# Model Building

### Import Libraries

In [1]:
import pandas as pd
from sklearn.ensemble import RandomForestClassifier
import xgboost as xgb
import pickle
import warnings
from skopt import BayesSearchCV
from skopt.space import Integer, Real, Categorical
from sklearn.ensemble import RandomForestClassifier
from sklearn.metrics import (
    roc_auc_score, accuracy_score, f1_score,
    precision_score, recall_score
)

# Ignore PerformanceWarning and UserWarning
warnings.filterwarnings("ignore", category=UserWarning)
warnings.filterwarnings("ignore", category=pd.errors.PerformanceWarning)

### Load Datasets

In [2]:
# Load datasets
X_train = pd.read_csv('train_test_datasets/X_train2.csv')
X_test = pd.read_csv('train_test_datasets/X_test2.csv')
y_train = pd.read_csv('train_test_datasets/y_train2.csv')
y_test = pd.read_csv('train_test_datasets/y_test2.csv')

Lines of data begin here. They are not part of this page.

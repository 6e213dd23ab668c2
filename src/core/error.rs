// SPDX-License-Identifier: GPL-3.0-or-later
// Copyright (C) 2026 Erik van der Tier

//! Error types, warnings and diagnostics for flow compilation.

use std::fmt;

use thiserror::Error;

use crate::core::construct::Construct;
use crate::core::cpu::EncodeError;

/// Which of the two patch stacks an error refers to.
#[derive(Debug, Clone, Copy, PartialEq, Eq)]
pub enum StackKind {
    Control,
    Loop,
}

impl fmt::Display for StackKind {
    fn fmt(&self, f: &mut fmt::Formatter<'_>) -> fmt::Result {
        match self {
            StackKind::Control => f.write_str("control"),
            StackKind::Loop => f.write_str("loop"),
        }
    }
}

/// Categories of flow compilation failures.
#[derive(Debug, Clone, PartialEq, Eq, Error)]
pub enum FlowErrorKind {
    #[error("{stack} stack overflow: nesting deeper than {capacity} levels")]
    StackOverflow { stack: StackKind, capacity: usize },
    #[error("{stack} stack underflow")]
    StackUnderflow { stack: StackKind },
    #[error("{stack} stack has no entry {index} below the top (depth {depth})")]
    DepthOutOfRange {
        stack: StackKind,
        index: usize,
        depth: usize,
    },
    #[error("{construct} without matching {expected}")]
    UnmatchedClose {
        construct: Construct,
        expected: &'static str,
    },
    #[error(
        "{count} unresolved forward reference(s) at end of input{}",
        opened_by_suffix(.opened_by)
    )]
    UnresolvedReferenceAtEnd {
        count: usize,
        opened_by: Option<Construct>,
    },
    #[error("{construct} outside of any loop")]
    InvalidBreakContinue { construct: Construct },
    #[error("{construct} is never closed")]
    UnclosedConstruct { construct: Construct },
    #[error("code runs past the 16-bit address space (${address:05X})")]
    AddressOverflow { address: u32 },
    #[error("patch at ${address:04X} lies beyond the cursor at ${here:04X}")]
    PatchBeyondCursor { address: u16, here: u32 },
    #[error("no outstanding operand reservation at ${address:04X}")]
    InvalidPatch { address: u16 },
    #[error(transparent)]
    Encode(#[from] EncodeError),
}

fn opened_by_suffix(opened_by: &Option<Construct>) -> String {
    match opened_by {
        Some(construct) => format!(" (innermost opened by {construct})"),
        None => String::new(),
    }
}

impl FlowErrorKind {
    /// Stable diagnostic code.
    pub fn code(&self) -> &'static str {
        match self {
            FlowErrorKind::StackOverflow { .. } => "flw201",
            FlowErrorKind::StackUnderflow { .. } => "flw202",
            FlowErrorKind::DepthOutOfRange { .. } => "flw203",
            FlowErrorKind::UnmatchedClose { .. } => "flw204",
            FlowErrorKind::UnresolvedReferenceAtEnd { .. } => "flw205",
            FlowErrorKind::InvalidBreakContinue { .. } => "flw206",
            FlowErrorKind::UnclosedConstruct { .. } => "flw207",
            FlowErrorKind::AddressOverflow { .. } => "flw301",
            FlowErrorKind::PatchBeyondCursor { .. } => "flw302",
            FlowErrorKind::InvalidPatch { .. } => "flw303",
            FlowErrorKind::Encode(_) => "flw401",
        }
    }
}

/// A flow failure tied to the source line of the offending construct.
#[derive(Debug, Clone, PartialEq, Eq, Error)]
#[error("line {line}: {kind}")]
pub struct FlowError {
    kind: FlowErrorKind,
    line: u32,
}

impl FlowError {
    pub fn new(kind: FlowErrorKind, line: u32) -> Self {
        Self { kind, line }
    }

    pub fn kind(&self) -> &FlowErrorKind {
        &self.kind
    }

    pub fn line(&self) -> u32 {
        self.line
    }

    pub fn code(&self) -> &'static str {
        self.kind.code()
    }
}

/// Non-fatal findings recorded while compiling.
#[derive(Debug, Clone, Copy, PartialEq, Eq)]
pub enum FlowWarningKind {
    /// A `.forever` loop with no break or exit test.
    EndlessLoop,
}

#[derive(Debug, Clone, Copy, PartialEq, Eq)]
pub struct FlowWarning {
    pub kind: FlowWarningKind,
    pub line: u32,
}

impl FlowWarning {
    pub fn code(&self) -> &'static str {
        match self.kind {
            FlowWarningKind::EndlessLoop => "flw501",
        }
    }
}

impl fmt::Display for FlowWarning {
    fn fmt(&self, f: &mut fmt::Formatter<'_>) -> fmt::Result {
        match self.kind {
            FlowWarningKind::EndlessLoop => {
                f.write_str("loop closed by .forever has no exit; it never terminates")
            }
        }
    }
}

/// Severity level for diagnostics.
#[derive(Debug, Clone, Copy, PartialEq, Eq)]
pub enum Severity {
    Warning,
    Error,
}

impl Severity {
    pub fn as_str(self) -> &'static str {
        match self {
            Severity::Warning => "warning",
            Severity::Error => "error",
        }
    }

    fn label(self) -> &'static str {
        match self {
            Severity::Warning => "WARNING",
            Severity::Error => "ERROR",
        }
    }
}

/// A diagnostic message with location and context.
#[derive(Debug, Clone)]
pub struct Diagnostic {
    pub(crate) line: u32,
    pub(crate) column: Option<usize>,
    pub(crate) code: String,
    pub(crate) severity: Severity,
    pub(crate) message: String,
    pub(crate) file: Option<String>,
}

impl Diagnostic {
    pub fn new(line: u32, severity: Severity, message: impl Into<String>) -> Self {
        Self {
            line,
            column: None,
            code: "flw001".to_string(),
            severity,
            message: message.into(),
            file: None,
        }
    }

    pub fn with_column(mut self, column: Option<usize>) -> Self {
        self.column = column;
        self
    }

    pub fn with_code(mut self, code: impl Into<String>) -> Self {
        self.code = code.into();
        self
    }

    pub fn with_file(mut self, file: Option<String>) -> Self {
        self.file = file;
        self
    }

    pub fn format(&self) -> String {
        format!(
            "{}: {} [{}] - {}",
            self.line,
            self.severity.label(),
            self.code,
            self.message
        )
    }

    pub fn format_with_context(&self, lines: Option<&[String]>, use_color: bool) -> String {
        let sev = self.severity.label();
        let header = match &self.file {
            Some(file) => format!("{file}:{}: {sev} [{}]", self.line, self.code),
            None => format!("{}: {sev} [{}]", self.line, self.code),
        };

        let mut out = String::new();
        out.push_str(&header);
        out.push('\n');
        for line in build_context_lines(self.line, self.column, lines, use_color) {
            out.push_str(&line);
            out.push('\n');
        }
        out.push_str(&format!("{sev}: {}", self.message));
        out
    }

    pub fn severity(&self) -> Severity {
        self.severity
    }

    pub fn code(&self) -> &str {
        self.code.as_str()
    }

    pub fn line(&self) -> u32 {
        self.line
    }

    pub fn column(&self) -> Option<usize> {
        self.column
    }

    pub fn file(&self) -> Option<&str> {
        self.file.as_deref()
    }

    pub fn message(&self) -> &str {
        &self.message
    }
}

impl From<&FlowError> for Diagnostic {
    fn from(err: &FlowError) -> Self {
        Diagnostic::new(err.line(), Severity::Error, err.kind().to_string()).with_code(err.code())
    }
}

impl From<&FlowWarning> for Diagnostic {
    fn from(warning: &FlowWarning) -> Self {
        Diagnostic::new(warning.line, Severity::Warning, warning.to_string())
            .with_code(warning.code())
    }
}

/// Source line `line_num` with the gutter, plus a caret line under the
/// column when colour is off.
pub fn build_context_lines(
    line_num: u32,
    column: Option<usize>,
    lines: Option<&[String]>,
    use_color: bool,
) -> Vec<String> {
    let text = line_num
        .checked_sub(1)
        .and_then(|idx| lines?.get(idx as usize));
    let Some(text) = text else {
        return vec![format!("{line_num:>5} | <source unavailable>")];
    };
    let mut out = vec![format!(
        "{line_num:>5} | {}",
        highlight_line(text, column, use_color)
    )];
    if !use_color {
        if let Some(pad) = caret_offset(text, column) {
            out.push(format!("{:>5} | {}^", "", " ".repeat(pad)));
        }
    }
    out
}

/// Colour the character at 1-based byte `column` (as reported by the line
/// parser). Past the end of the line a red caret is appended instead.
pub fn highlight_line(line: &str, column: Option<usize>, use_color: bool) -> String {
    let Some(idx) = column.and_then(|col| col.checked_sub(1)) else {
        return line.to_string();
    };
    if !use_color {
        return line.to_string();
    }
    const RED: &str = "\x1b[31m";
    const RESET: &str = "\x1b[0m";
    match line.get(idx..).and_then(|tail| tail.chars().next()) {
        Some(ch) => {
            let after = idx + ch.len_utf8();
            format!("{}{RED}{ch}{RESET}{}", &line[..idx], &line[after..])
        }
        None => format!("{line}{RED}^{RESET}"),
    }
}

/// Display width before the caret for `column`, clamped to the line end.
fn caret_offset(line: &str, column: Option<usize>) -> Option<usize> {
    let idx = column?.checked_sub(1)?;
    let head = line.get(..idx.min(line.len())).unwrap_or(line);
    Some(head.chars().count())
}

#[cfg(test)]
mod tests {
    use super::*;

    #[test]
    fn flow_error_display_carries_line() {
        let err = FlowError::new(
            FlowErrorKind::UnmatchedClose {
                construct: Construct::EndIf,
                expected: ".if",
            },
            14,
        );
        assert_eq!(err.to_string(), "line 14: .endif without matching .if");
        assert_eq!(err.code(), "flw204");
    }

    #[test]
    fn unresolved_reference_mentions_opening_construct() {
        let kind = FlowErrorKind::UnresolvedReferenceAtEnd {
            count: 2,
            opened_by: Some(Construct::Switch),
        };
        assert_eq!(
            kind.to_string(),
            "2 unresolved forward reference(s) at end of input (innermost opened by .switch)"
        );
        let bare = FlowErrorKind::UnresolvedReferenceAtEnd {
            count: 1,
            opened_by: None,
        };
        assert_eq!(
            bare.to_string(),
            "1 unresolved forward reference(s) at end of input"
        );
    }

    #[test]
    fn encode_errors_convert_transparently() {
        let kind: FlowErrorKind = EncodeError::new("DJNZ out of range").into();
        assert_eq!(kind.to_string(), "DJNZ out of range");
        assert_eq!(kind.code(), "flw401");
    }

    #[test]
    fn diagnostic_format_includes_line_and_severity() {
        let err = FlowError::new(
            FlowErrorKind::InvalidBreakContinue {
                construct: Construct::Break,
            },
            3,
        );
        let diag = Diagnostic::from(&err);
        assert_eq!(diag.format(), "3: ERROR [flw206] - .break outside of any loop");
    }

    #[test]
    fn format_with_context_highlights_column() {
        let diag = Diagnostic::new(2, Severity::Error, "unknown condition 'q'")
            .with_code("flw102")
            .with_file(Some("demo.fs".to_string()))
            .with_column(Some(5));
        let lines = vec![".do".to_string(), ".if q".to_string()];
        let rendered = diag.format_with_context(Some(&lines[..]), false);
        let expected = [
            "demo.fs:2: ERROR [flw102]",
            "    2 | .if q",
            "      |     ^",
            "ERROR: unknown condition 'q'",
        ]
        .join("\n");
        assert_eq!(rendered, expected);
    }

    #[test]
    fn context_lines_fall_back_when_source_missing() {
        let empty: Vec<String> = Vec::new();
        let lines = build_context_lines(9, None, Some(&empty[..]), false);
        assert_eq!(lines, vec!["    9 | <source unavailable>".to_string()]);
    }

    #[test]
    fn highlight_line_colors_the_column() {
        assert_eq!(
            highlight_line("abc", Some(2), true),
            "a\x1b[31mb\x1b[0mc".to_string()
        );
        assert_eq!(
            highlight_line("abc", Some(9), true),
            "abc\x1b[31m^\x1b[0m".to_string()
        );
        assert_eq!(highlight_line("abc", Some(2), false), "abc".to_string());
    }

    #[test]
    fn plain_context_puts_a_caret_under_the_column() {
        let lines = vec!["  .while xx".to_string()];
        assert_eq!(
            build_context_lines(1, Some(10), Some(&lines[..]), false),
            vec![
                "    1 |   .while xx".to_string(),
                "      |          ^".to_string(),
            ]
        );
        assert_eq!(
            build_context_lines(1, None, Some(&lines[..]), false),
            vec!["    1 |   .while xx".to_string()]
        );
        assert_eq!(
            build_context_lines(1, Some(20), Some(&lines[..]), false)[1],
            "      |            ^".to_string()
        );
    }

    #[test]
    fn warnings_become_warning_diagnostics() {
        let warning = FlowWarning {
            kind: FlowWarningKind::EndlessLoop,
            line: 6,
        };
        let diag = Diagnostic::from(&warning);
        assert_eq!(diag.severity(), Severity::Warning);
        assert_eq!(diag.code(), "flw501");
    }
}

### Function to build models on different hyperparameters

We can now train a series of models on various hyperparameters, collecting various performance metrics for each iteration of model, and return a dataframe showing the performance metrics for the best performing version of each model based on roc-auc score:

In [3]:

def train_and_evaluate_models(X_train, X_test, y_train, y_test, n_iter=25):
    """
    Trains and evaluates Random Forest and XGBoost models using Bayesian optimisation.

    Parameters:
    ----------
    X_train : pd.DataFrame
        Training feature set.
    X_test : pd.DataFrame
        Test feature set.
    y_train : pd.Series or np.ndarray
        Training target labels.
    y_test : pd.Series or np.ndarray
        Test target labels.
    n_iter : int
        Number of optimisation iterations for BayesSearchCV.

    Returns:
    -------
    pd.DataFrame
        A DataFrame containing the evaluation metrics and best hyperparameters for each model.
    """
    
    models = { 
        "RandomForest": {
            "model": RandomForestClassifier(random_state=42),
            "search_space": {
                "n_estimators": Integer(100, 500),
                "max_depth": Integer(5, 50),
                "min_samples_split": Integer(2, 20),
                "min_samples_leaf": Integer(1, 10),
                "bootstrap": Categorical([True, False])
            }
        },
        "XGBoost": {
            "model": xgb.XGBClassifier(use_label_encoder=False, eval_metric="logloss"),
            "search_space": {
                "n_estimators": Integer(100, 500),
                "max_depth": Integer(3, 12),
                "learning_rate": Real(0.01, 0.3, prior="log-uniform"),
                "subsample": Real(0.5, 1.0),
                "colsample_bytree": Real(0.5, 1.0)
            }
        }
    }

    results = []

    for model_name, config in models.items():
        print(f"Optimising {model_name}...")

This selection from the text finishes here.